Covestro negotiates takeover with OMV core shareholder Adnoc

Covestro negotiates takeover with OMV core shareholder Adnoc

Covestro announced this on Monday. There had been informal talks between the two sides for months. These had shown “that a common basic understanding with Adnoc on key core issues of a possible transaction, including support for Covestro’s further growth strategy, can be reached in principle,” it now says. Adnoc is the second largest shareholder in OMV after the state holding company Öbag.

The agreed negotiations between Adnoc and Covestro are based on a possible offer price of 62 euros per share, which is subject to, among other things, the results of the in-depth review of Convestro’s books (confirmatory due diligence) and the agreement on an investment agreement. At 62 euros per share, this would result in a total price of around 11.7 billion euros.

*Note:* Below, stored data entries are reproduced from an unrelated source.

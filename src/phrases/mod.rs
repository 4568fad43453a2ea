//! Localized phrase pack for the reply pipeline.
//!
//! Openers, state/emotion framing phrases, safety footers, the short-mode
//! follow-up question, and the redaction placeholder, per language. Packs
//! are embedded JSON keyed `section -> key -> text`, loaded once per
//! language and cached for the process lifetime.
//!
//! Lookups return a typed error instead of panicking: a missing key feeds
//! the orchestrator's fail-open path rather than taking the request down.

use std::collections::HashMap;
use std::sync::OnceLock;

use thiserror::Error;

use crate::types::{ConversationState, Language, PrimaryEmotion};
use crate::tone::EmpathyLevel;

/// Embedded English phrases.
const EMBEDDED_EN_JSON: &str = include_str!("en.json");
/// Embedded Arabic phrases.
const EMBEDDED_AR_JSON: &str = include_str!("ar.json");

/// A phrase-pack lookup failure.
#[derive(Debug, Clone, Error, PartialEq, Eq)]
#[error("Phrase '{section}':'{key}' not found for language '{language}'")]
pub struct PhraseError {
    /// Pack section (e.g. "footers").
    pub section: String,
    /// Key inside the section (e.g. "full").
    pub key: String,
    /// Language code of the pack queried.
    pub language: &'static str,
}

/// All phrases for one language.
#[derive(Debug)]
pub struct PhrasePack {
    language: Language,
    sections: HashMap<String, HashMap<String, String>>,
}

impl PhrasePack {
    fn from_embedded(language: Language, json: &str) -> Self {
        let sections = serde_json::from_str(json)
            .unwrap_or_else(|e| panic!("Error decoding embedded {}.json phrases: {}", language.code(), e));
        Self { language, sections }
    }

    /// Retrieve a phrase by section and key.
    pub fn get(&self, section: &str, key: &str) -> Result<&str, PhraseError> {
        self.sections
            .get(section)
            .and_then(|s| s.get(key))
            .map(String::as_str)
            .ok_or_else(|| PhraseError {
                section: section.to_string(),
                key: key.to_string(),
                language: self.language.code(),
            })
    }

    /// The empathy opener for a tone level, if that level carries one.
    pub fn opener(&self, level: EmpathyLevel) -> Result<Option<&str>, PhraseError> {
        match level {
            EmpathyLevel::High => self.get("openers", "high").map(Some),
            EmpathyLevel::Medium => self.get("openers", "medium").map(Some),
            EmpathyLevel::Low => Ok(None),
        }
    }

    /// The short framing phrase prepended by the state rewrite, if the
    /// state carries one (SAD_SUPPORT truncates instead, NEUTRAL no-ops).
    pub fn state_phrase(&self, state: ConversationState) -> Result<Option<&str>, PhraseError> {
        let key = match state {
            ConversationState::AnxietyCalming => "anxiety_calming",
            ConversationState::AngerDeescalate => "anger_deescalate",
            ConversationState::LonelyCompanionship => "lonely_companionship",
            ConversationState::HopeGuidance => "hope_guidance",
            ConversationState::Neutral | ConversationState::SadSupport => return Ok(None),
        };
        self.get("states", key).map(Some)
    }

    /// The emotion-modulation phrase for a primary emotion, if modulated.
    pub fn emotion_phrase(&self, emotion: PrimaryEmotion) -> Result<Option<&str>, PhraseError> {
        let key = match emotion {
            PrimaryEmotion::Sad => "sad",
            PrimaryEmotion::Anxious => "anxious",
            PrimaryEmotion::Angry => "angry",
            PrimaryEmotion::Lonely => "lonely",
            PrimaryEmotion::Hopeful => "hopeful",
            PrimaryEmotion::Grateful | PrimaryEmotion::Neutral => return Ok(None),
        };
        self.get("emotions", key).map(Some)
    }

    /// The canonical full safety footer (crisis resources).
    pub fn footer_full(&self) -> Result<&str, PhraseError> {
        self.get("footers", "full")
    }

    /// The canonical mild footer (companion-not-professional).
    pub fn footer_mild(&self) -> Result<&str, PhraseError> {
        self.get("footers", "mild")
    }

    /// The short-mode follow-up question.
    pub fn followup_question(&self) -> Result<&str, PhraseError> {
        self.get("followups", "question")
    }

    /// The neutral placeholder substituted for redacted trigger topics.
    pub fn redaction_placeholder(&self) -> Result<&str, PhraseError> {
        self.get("redaction", "placeholder")
    }
}

static EN_PACK: OnceLock<PhrasePack> = OnceLock::new();
static AR_PACK: OnceLock<PhrasePack> = OnceLock::new();

/// Get the cached phrase pack for a language.
pub fn pack(language: Language) -> &'static PhrasePack {
    match language {
        Language::En => {
            EN_PACK.get_or_init(|| PhrasePack::from_embedded(Language::En, EMBEDDED_EN_JSON))
        }
        Language::Ar => {
            AR_PACK.get_or_init(|| PhrasePack::from_embedded(Language::Ar, EMBEDDED_AR_JSON))
        }
    }
}

// ============================================================================
// Tests
// ============================================================================

#[cfg(test)]
mod tests {
    use super::*;

    #[test]
    fn test_both_packs_parse_and_cover_core_keys() {
        for lang in [Language::En, Language::Ar] {
            let p = pack(lang);
            assert!(p.footer_full().is_ok());
            assert!(p.footer_mild().is_ok());
            assert!(p.followup_question().is_ok());
            assert!(p.redaction_placeholder().is_ok());
            assert!(p.opener(EmpathyLevel::High).unwrap().is_some());
            assert!(p.opener(EmpathyLevel::Medium).unwrap().is_some());
            assert!(p.opener(EmpathyLevel::Low).unwrap().is_none());
        }
    }

    #[test]
    fn test_every_modulated_emotion_has_a_phrase() {
        let p = pack(Language::En);
        for emotion in [
            PrimaryEmotion::Sad,
            PrimaryEmotion::Anxious,
            PrimaryEmotion::Angry,
            PrimaryEmotion::Lonely,
            PrimaryEmotion::Hopeful,
        ] {
            assert!(p.emotion_phrase(emotion).unwrap().is_some(), "{:?}", emotion);
        }
        assert!(p.emotion_phrase(PrimaryEmotion::Neutral).unwrap().is_none());
        assert!(p.emotion_phrase(PrimaryEmotion::Grateful).unwrap().is_none());
    }

    #[test]
    fn test_missing_key_is_typed() {
        let err = pack(Language::En).get("footers", "nonexistent").unwrap_err();
        assert_eq!(err.section, "footers");
        assert_eq!(err.key, "nonexistent");
        assert_eq!(err.language, "en");
    }

    #[test]
    fn test_sad_support_and_neutral_have_no_state_phrase() {
        let p = pack(Language::Ar);
        assert!(p.state_phrase(ConversationState::SadSupport).unwrap().is_none());
        assert!(p.state_phrase(ConversationState::Neutral).unwrap().is_none());
        assert!(p
            .state_phrase(ConversationState::LonelyCompanionship)
            .unwrap()
            .is_some());
    }

    #[test]
    fn test_ar_followup_ends_with_arabic_question_mark() {
        let q = pack(Language::Ar).followup_question().unwrap();
        assert!(q.ends_with('؟'));
    }
}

Reports indicate that 60 euros per share had previously been offered informally. Bloomberg recently reported that Adnoc was prepared to dig deeper into its pockets, but without giving a specific new figure. Covestro shares have already shot up recently. On Monday morning there was a further increase of 6.25 percent to 54.44 euros.

Borealis-Borouge deal still open

OMV itself is also in talks with Adnoc. It has been negotiating for months about a joint venture between its chemical subsidiary Borealis and the Adnoc subsidiary Borouge. The aim is to merge the chemical subsidiaries under “equal partners”, said OMV CEO Alfred Stern recently.